Open malhotrashivam opened 5 months ago
Some notes: Important PR : https://github.com/apache/parquet-mr/pull/1141/files#diff-b044ae9879a94e2b8a49d6e6911ea5498ef162df1373cc049ded6256980a7248
One interesting class they have now added are org.apache.parquet.conf.PlainParquetConfiguration
to replace org.apache.hadoop.conf.Configuration.
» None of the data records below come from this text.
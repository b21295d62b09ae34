use actix_web::{web, App, HttpServer};
use anyhow::Context;
use lineup_cache::{CacheBackend, CacheMetrics, KeyedCache, MemoryBackend, RedisBackend};
use lineup_service::{
    config::{Backend, Config, LogFormat},
    handlers::{self, AppState},
    rankers::Sampler,
    services::{
        CandidateSetStore, ExperimentCatalog, LineupService, MetricsStore, QaOverrides,
        SlateAssembler, StoreTopicProfiles,
    },
    store::{MemoryStore, RedisStore, StoreReader},
};
use prometheus::Registry;
use std::sync::Arc;
use tracing::{info, warn};
use tracing_subscriber::{layer::SubscriberExt, util::SubscriberInitExt, EnvFilter};

fn init_tracing(format: LogFormat) {
    let filter = EnvFilter::try_from_default_env().unwrap_or_else(|_| "info,actix_web=info".into());
    let registry = tracing_subscriber::registry().with(filter);

    match format {
        LogFormat::Json => registry
            .with(
                tracing_subscriber::fmt::layer()
                    .json()
                    .with_current_span(true)
                    .with_target(true),
            )
            .init(),
        LogFormat::Text => registry.with(tracing_subscriber::fmt::layer()).init(),
    }
}

async fn build_store(config: &Config) -> anyhow::Result<Arc<dyn StoreReader>> {
    let store: Arc<dyn StoreReader> = match config.store.backend {
        Backend::Memory => match &config.store.fixture_path {
            Some(path) => Arc::new(MemoryStore::from_fixture_file(path)?),
            None => {
                warn!("STORE_FIXTURE_PATH not set, starting with an empty in-memory store");
                Arc::new(MemoryStore::new())
            }
        },
        Backend::Redis => Arc::new(
            RedisStore::connect(&config.store.redis_url)
                .await
                .context("Failed to connect store to Redis")?,
        ),
    };
    Ok(store)
}

async fn build_cache_backend(config: &Config) -> anyhow::Result<Arc<dyn CacheBackend>> {
    let backend: Arc<dyn CacheBackend> = match config.cache.backend {
        Backend::Memory => Arc::new(MemoryBackend::new()),
        Backend::Redis => Arc::new(
            RedisBackend::connect(&config.cache.redis_url)
                .await
                .context("Failed to connect cache to Redis")?,
        ),
    };
    Ok(backend)
}

#[actix_web::main]
async fn main() -> anyhow::Result<()> {
    let config = Config::from_env().context("Failed to load configuration")?;
    init_tracing(config.logging.format);

    info!(
        "Starting {} v{} on HTTP:{}",
        config.service.name,
        env!("CARGO_PKG_VERSION"),
        config.service.http_port
    );

    let registry = Registry::new();
    CacheMetrics::register(&registry).context("Failed to register cache metrics")?;

    let store = build_store(&config).await?;
    let cache_backend = build_cache_backend(&config).await?;

    let catalog = Arc::new(
        ExperimentCatalog::from_file(&config.lineup.experiments_path)
            .context("Failed to load experiment catalog")?,
    );
    let sampler = Arc::new(Sampler::from_entropy());

    let candidate_sets = Arc::new(CandidateSetStore::new(
        Arc::clone(&store),
        config.store.candidates_table.clone(),
        config.store.candidates_index.clone(),
        KeyedCache::new(
            "candidate_sets",
            Arc::clone(&cache_backend),
            config.cache.candidate_sets_ttl(),
        ),
    ));
    let recommendation_metrics = Arc::new(MetricsStore::new(
        Arc::clone(&store),
        config.store.recommendation_metrics_table.clone(),
        KeyedCache::new(
            "recommendation_metrics",
            Arc::clone(&cache_backend),
            config.cache.metrics_ttl(),
        ),
    ));
    let slate_metrics = Arc::new(MetricsStore::new(
        Arc::clone(&store),
        config.store.slate_metrics_table.clone(),
        KeyedCache::new(
            "slate_metrics",
            Arc::clone(&cache_backend),
            config.cache.metrics_ttl(),
        ),
    ));
    let topic_profiles = Arc::new(StoreTopicProfiles::new(
        Arc::clone(&store),
        config.store.topic_profiles_table.clone(),
    ));

    let qa = QaOverrides::new(
        config.lineup.qa_user_ids.clone(),
        config.lineup.qa_slate_map()?,
    );
    if !qa.is_empty() {
        info!("QA slate overrides enabled");
    }

    let slates = Arc::new(SlateAssembler::new(
        candidate_sets,
        recommendation_metrics,
        Arc::clone(&sampler),
        config.lineup.recommendation_source.clone(),
    ));
    let lineups = Arc::new(LineupService::new(
        catalog,
        slates,
        slate_metrics,
        topic_profiles,
        qa,
        sampler,
    ));

    let state = web::Data::new(AppState { lineups, registry });
    let port = config.service.http_port;

    info!("HTTP server listening on 0.0.0.0:{}", port);

    HttpServer::new(move || {
        App::new()
            .app_data(state.clone())
            .wrap(actix_web::middleware::Logger::default())
            .configure(handlers::configure)
    })
    .bind(("0.0.0.0", port))?
    .run()
    .await?;

    Ok(())
}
Some other interesting classes:
org.apache.parquet.hadoop.CodecFactory
which can potentially replace the usage of org.apache.hadoop.io.compress.CompressionCodecFactory
.org.apache.parquet.hadoop.CodecFactory.HeapBytesCompressor
which can replace org.apache.hadoop.io.compress.Compressor
.org.apache.parquet.hadoop.CodecFactory.HeapBytesDecompressor
which can replace org.apache.hadoop.io.compress.Decompressor
.
In the latest v2.0 release of parquet-mr (issue PARQUET-1822), they have added a number of wrapper classes which should allow users to use parquet-hadoop without depending on hadoop-common. We should work with these new wrappers to avoid the dependency in our code. Note that parquet-hadoop might still internally use hadoop-common though.
Found during #5469